3) Democratic dictatorship: simply put, this is ‘democracy for the people and dictatorship over the reactionaries’. Democratic centralism focuses in the internal relationship between the vast masses of the people and the government. By contrast, democratic dictatorship targets opponents of the government, whether the former ruling class or those who seek to overthrow the current system. In other words, it is alert to treason.
4) Communist society: the eventual abolition of classes and realisation the Great Harmony (Datong). Here Mao seeks transform both the idea of communism and the traditional Confucian idea of the Great Harmony, in which extreme strife passes over to concord and peace. More recent government statements, under leaders before Xi Jinping, have favoured Xiaokang, a step below Datong. This designates a society that is communitarian, healthy, and without polarisation.
Which applies to modern China? The constitution of the CPC states: ‘The Party is an integral body organized under its program and Constitution and on the basis of democratic centralism’. In other words, the party holds absolute state power, while at the same time functioning as a representative and electoral process for engaging with public opinion. While outside observers may regard this as a blatant paradox, in a Chinese situation the apparent opposites work well together.

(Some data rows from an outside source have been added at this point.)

// Copyright 2025 the Understory Authors
// SPDX-License-Identifier: Apache-2.0 OR MIT

//! Focus hand-off between a page and an embedded frame.
//!
//! The page has a menu, a player frame and a sidebar in one row. Pressing
//! right walks into the player, across its controls and out the other side.
//!
//! Run:
//! - `cargo run -p tvnav_demos --example iframe_handoff`

use kurbo::Rect;
use tvnav::{FrameHost, KeyInput, keys};
use tvnav_demos::{label, shelf};
use tvnav_dom::{Document, Element};

fn main() {
    let mut page = Document::new(Rect::new(0.0, 0.0, 1280.0, 720.0));
    let root = page.root();
    let menu = shelf(&mut page, root, (20.0, 40.0), &["menu"])[0];
    let player = page.append(
        root,
        Element::new("iframe")
            .with_id("player")
            .with_bounds(Rect::new(260.0, 0.0, 960.0, 400.0)),
    );
    shelf(&mut page, root, (1000.0, 40.0), &["sidebar"]);

    let mut controls = Document::new(Rect::new(0.0, 0.0, 700.0, 400.0));
    let body = controls.root();
    shelf(&mut controls, body, (20.0, 40.0), &["play", "seek", "subtitles"]);

    let mut host = FrameHost::new(page);
    let top = host.top();
    let Some(frame) = host.attach(top, player, controls) else {
        return;
    };
    if let Some(f) = host.frame_mut(top) {
        f.document.focus(menu);
    }

    for _ in 0..5 {
        let outcome = host.handle_key(KeyInput::down(keys::ARROW_RIGHT));
        let delivered = host.pump();
        let focused = host.focused_frame();
        let Some(f) = host.frame(focused) else {
            continue;
        };
        let place = if focused == frame { "player" } else { "page" };
        println!(
            "right: {outcome:?}, {delivered} message(s), focus in {place} on {}",
            label(&f.document, f.document.active_element())
        );
    }
}
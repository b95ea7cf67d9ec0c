// Copyright 2025 the Understory Authors
// SPDX-License-Identifier: Apache-2.0 OR MIT

//! Selector strings and selector predicates for element matching.
//!
//! This module intentionally stays small: selectors are single-element
//! ("compound") predicates joined into comma-separated lists. Combinators
//! (descendant, child, sibling) are rejected at parse time.
//!
//! ```
//! use tvnav_dom::{Element, SelectorList};
//!
//! let list: SelectorList = "button.primary, [data-tile]".parse().unwrap();
//! assert!(list.matches(&Element::new("button").with_class("primary")));
//! assert!(list.matches(&Element::new("div").with_attribute("data-tile", "")));
//! assert!(!list.matches(&Element::new("button")));
//! ```

use alloc::string::String;
use alloc::vec::Vec;
use core::str::FromStr;

use crate::element::{ClassList, Element};

/// Error returned when a selector string cannot be parsed.
#[derive(Clone, Debug, PartialEq, Eq, thiserror::Error)]
pub enum SelectorError {
    /// The selector (or one entry of a list) is empty.
    #[error("empty selector at offset {offset}")]
    Empty {
        /// Byte offset where a selector was expected.
        offset: usize,
    },
    /// A character that cannot start or continue a selector.
    #[error("unexpected character {ch:?} at offset {offset}")]
    UnexpectedChar {
        /// The offending character.
        ch: char,
        /// Byte offset of the character.
        offset: usize,
    },
    /// An identifier was required (after `#`, `.`, or `[`).
    #[error("expected an identifier at offset {offset}")]
    ExpectedIdent {
        /// Byte offset where the identifier was expected.
        offset: usize,
    },
    /// An attribute selector or quoted value was not closed.
    #[error("unterminated attribute selector starting at offset {offset}")]
    UnterminatedAttribute {
        /// Byte offset of the opening `[`.
        offset: usize,
    },
    /// Combinators are not supported.
    #[error("combinators are not supported (offset {offset})")]
    UnsupportedCombinator {
        /// Byte offset of the combinator.
        offset: usize,
    },
}

/// An attribute predicate: presence, or exact value.
#[derive(Clone, Debug, PartialEq, Eq)]
pub struct AttributeMatch {
    /// Attribute name.
    pub name: String,
    /// Required value; `None` only tests presence.
    pub value: Option<String>,
}

/// A compound selector predicate over a single [`Element`].
#[derive(Clone, Debug, Default, PartialEq, Eq)]
pub struct Selector {
    /// Required tag; `None` matches any tag.
    pub tag: Option<String>,
    /// Required id.
    pub id: Option<String>,
    /// Required classes.
    pub classes: ClassList,
    /// Required attributes.
    pub attributes: Vec<AttributeMatch>,
}

impl Selector {
    /// Returns `true` if this selector matches `element`.
    #[must_use]
    pub fn matches(&self, element: &Element) -> bool {
        if let Some(tag) = &self.tag
            && tag != element.tag()
        {
            return false;
        }
        if let Some(id) = &self.id
            && element.id() != Some(id.as_str())
        {
            return false;
        }
        self.classes.is_subset_of(element.classes())
            && self.attributes.iter().all(|a| match &a.value {
                None => element.attribute(&a.name).is_some(),
                Some(v) => element.attribute(&a.name) == Some(v.as_str()),
            })
    }
}

/// A comma-separated list of [`Selector`]s; matches when any entry does.
#[derive(Clone, Debug, Default, PartialEq, Eq)]
pub struct SelectorList(Vec<Selector>);

impl SelectorList {
    /// Returns `true` if any selector in the list matches `element`.
    #[must_use]
    pub fn matches(&self, element: &Element) -> bool {
        self.0.iter().any(|s| s.matches(element))
    }

    /// Returns the selectors in source order.
    #[must_use]
    pub fn selectors(&self) -> &[Selector] {
        &self.0
    }
}

impl FromStr for SelectorList {
    type Err = SelectorError;

    fn from_str(s: &str) -> Result<Self, Self::Err> {
        Parser::new(s).parse_list().map(Self)
    }
}

impl FromStr for Selector {
    type Err = SelectorError;

    fn from_str(s: &str) -> Result<Self, Self::Err> {
        let mut list = Parser::new(s).parse_list()?;
        if list.len() != 1 {
            return Err(SelectorError::UnexpectedChar {
                ch: ',',
                offset: s.find(',').unwrap_or(0),
            });
        }
        Ok(list.remove(0))
    }
}

struct Parser<'a> {
    src: &'a str,
    pos: usize,
}

impl<'a> Parser<'a> {
    fn new(src: &'a str) -> Self {
        Self { src, pos: 0 }
    }

    fn peek(&self) -> Option<char> {
        self.src[self.pos..].chars().next()
    }

    fn bump(&mut self) -> Option<char> {
        let c = self.peek()?;
        self.pos += c.len_utf8();
        Some(c)
    }

    fn skip_ws(&mut self) -> bool {
        let start = self.pos;
        while self.peek().is_some_and(char::is_whitespace) {
            self.bump();
        }
        self.pos != start
    }

    fn parse_list(&mut self) -> Result<Vec<Selector>, SelectorError> {
        let mut out = Vec::new();
        loop {
            self.skip_ws();
            out.push(self.parse_compound()?);
            let skipped = self.skip_ws();
            match self.peek() {
                None => return Ok(out),
                Some(',') => {
                    self.bump();
                }
                Some('>' | '+' | '~') => {
                    return Err(SelectorError::UnsupportedCombinator { offset: self.pos });
                }
                Some(c) if skipped && starts_compound(c) => {
                    return Err(SelectorError::UnsupportedCombinator { offset: self.pos });
                }
                Some(ch) => return Err(SelectorError::UnexpectedChar { ch, offset: self.pos }),
            }
        }
    }

    fn parse_compound(&mut self) -> Result<Selector, SelectorError> {
        let start = self.pos;
        let mut selector = Selector::default();
        let mut classes = Vec::new();

        match self.peek() {
            Some('*') => {
                self.bump();
            }
            Some(c) if is_ident_char(c) => {
                selector.tag = Some(self.ident()?.to_ascii_lowercase());
            }
            _ => {}
        }

        loop {
            match self.peek() {
                Some('#') => {
                    self.bump();
                    selector.id = Some(String::from(self.ident()?));
                }
                Some('.') => {
                    self.bump();
                    classes.push(String::from(self.ident()?));
                }
                Some('[') => {
                    let open = self.pos;
                    self.bump();
                    selector.attributes.push(self.attribute(open)?);
                }
                _ => break,
            }
        }

        if self.pos == start {
            return match self.peek() {
                None | Some(',') => Err(SelectorError::Empty { offset: start }),
                Some(ch) => Err(SelectorError::UnexpectedChar { ch, offset: start }),
            };
        }
        selector.classes = ClassList::from_names(classes);
        Ok(selector)
    }

    fn attribute(&mut self, open: usize) -> Result<AttributeMatch, SelectorError> {
        self.skip_ws();
        let name = String::from(self.ident()?);
        self.skip_ws();
        let value = if self.peek() == Some('=') {
            self.bump();
            self.skip_ws();
            let v = match self.peek() {
                Some(q @ ('"' | '\'')) => {
                    self.bump();
                    let begin = self.pos;
                    loop {
                        match self.bump() {
                            Some(c) if c == q => break,
                            Some(_) => {}
                            None => return Err(SelectorError::UnterminatedAttribute { offset: open }),
                        }
                    }
                    String::from(&self.src[begin..self.pos - q.len_utf8()])
                }
                _ => String::from(self.ident()?),
            };
            self.skip_ws();
            Some(v)
        } else {
            None
        };
        match self.bump() {
            Some(']') => Ok(AttributeMatch { name, value }),
            _ => Err(SelectorError::UnterminatedAttribute { offset: open }),
        }
    }

    fn ident(&mut self) -> Result<&'a str, SelectorError> {
        let start = self.pos;
        while self.peek().is_some_and(is_ident_char) {
            self.bump();
        }
        if self.pos == start {
            Err(SelectorError::ExpectedIdent { offset: start })
        } else {
            Ok(&self.src[start..self.pos])
        }
    }
}

fn is_ident_char(c: char) -> bool {
    c.is_alphanumeric() || c == '-' || c == '_'
}

fn starts_compound(c: char) -> bool {
    is_ident_char(c) || matches!(c, '*' | '#' | '.' | '[')
}

#[cfg(test)]
mod tests {
    use super::*;
    use alloc::vec;

    fn parse(s: &str) -> SelectorList {
        s.parse().unwrap()
    }

    #[test]
    fn parses_compound_parts() {
        let list = parse("Button#play.tile.hero[data-row=\"2\"][hidden]");
        let s = &list.selectors()[0];
        assert_eq!(s.tag.as_deref(), Some("button"));
        assert_eq!(s.id.as_deref(), Some("play"));
        assert_eq!(s.classes.as_slice(), &["hero", "tile"]);
        assert_eq!(
            s.attributes,
            vec![
                AttributeMatch {
                    name: "data-row".into(),
                    value: Some("2".into()),
                },
                AttributeMatch {
                    name: "hidden".into(),
                    value: None,
                },
            ]
        );
    }

    #[test]
    fn parses_lists_with_whitespace() {
        let list = parse("  .a ,#b,  * ");
        assert_eq!(list.selectors().len(), 3);
        assert_eq!(list.selectors()[2], Selector::default());
    }

    #[test]
    fn matches_by_parts() {
        let el = Element::new("div")
            .with_id("menu")
            .with_class("tile")
            .with_attribute("data-kind", "movie");
        assert!(parse("#menu").matches(&el));
        assert!(parse("div.tile").matches(&el));
        assert!(parse("[data-kind=movie]").matches(&el));
        assert!(parse("[data-kind='movie']").matches(&el));
        assert!(!parse("[data-kind=show]").matches(&el));
        assert!(!parse("span.tile").matches(&el));
        assert!(!parse(".tile.hero").matches(&el));
        assert!(parse("*").matches(&el));
    }

    #[test]
    fn rejects_malformed_input() {
        assert_eq!(
            "".parse::<SelectorList>(),
            Err(SelectorError::Empty { offset: 0 })
        );
        assert_eq!(
            "a,,b".parse::<SelectorList>(),
            Err(SelectorError::Empty { offset: 2 })
        );
        assert_eq!(
            "#".parse::<SelectorList>(),
            Err(SelectorError::ExpectedIdent { offset: 1 })
        );
        assert_eq!(
            "[x=1".parse::<SelectorList>(),
            Err(SelectorError::UnterminatedAttribute { offset: 0 })
        );
        assert_eq!(
            "[x='1]".parse::<SelectorList>(),
            Err(SelectorError::UnterminatedAttribute { offset: 0 })
        );
        assert_eq!(
            "div > a".parse::<SelectorList>(),
            Err(SelectorError::UnsupportedCombinator { offset: 4 })
        );
        assert_eq!(
            "div a".parse::<SelectorList>(),
            Err(SelectorError::UnsupportedCombinator { offset: 4 })
        );
        assert_eq!(
            "div!".parse::<SelectorList>(),
            Err(SelectorError::UnexpectedChar { ch: '!', offset: 3 })
        );
    }

    #[test]
    fn single_selector_rejects_lists() {
        assert!(".a".parse::<Selector>().is_ok());
        assert!(".a, .b".parse::<Selector>().is_err());
    }
}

Recent studies have identifies the many forms of such a process: village elections with multiple candidates; urban district councils; indirect elections to county-level people’s congresses; comprehensive consultation with regional committees; rotation of power; toleration and listening to criticism (with some limitations); room for labour strikes; significant experimentation; testing of public opinion with new measures, especially via the internet; private entrepreneurs in government roles; interest groups; and so on. Not only do these provide many avenues for suggestions and proposals to government bodies, but they also provide ample opportunity for floating new proposals in order to gain feedback. Xi Jinping’s recent efforts to expand and revive democratic processes should be seen this light.
I suggest that democratic dictatorship also continues to play a role, especially in response to those who engage in treason, seeking to overthrow the government by various means.
But a question remains: has the Chinese government given up on the drive to a full communist society? Mao did, after all, indicate that the various forms of socialist democracy were steps on the road to full communism. Two answers may be given. First, the indications are that a shift has taken place: communism is not the end of the road, but the road itself. More philosophically, communism is a state of becoming rather than being.
Second, the forms of socialist democracy are plural rather than singular (as a recent white paper indicates). These forms are constantly reshaped due to changing conditions and outside pressures. At times, democratic dictatorship may appear (e.g. Stalin’s era in the USSR), at other times new democracy (Venezuela and Bolivia), and at others democratic centralism (China, Vietnam and Laos). Of course, other forms may yet appear.
We may agree or disagree with Xi Jinping’s approach to democracy, preferring to assert other types. But in order to understand him, we need to be aware of the tradition of socialist democracy.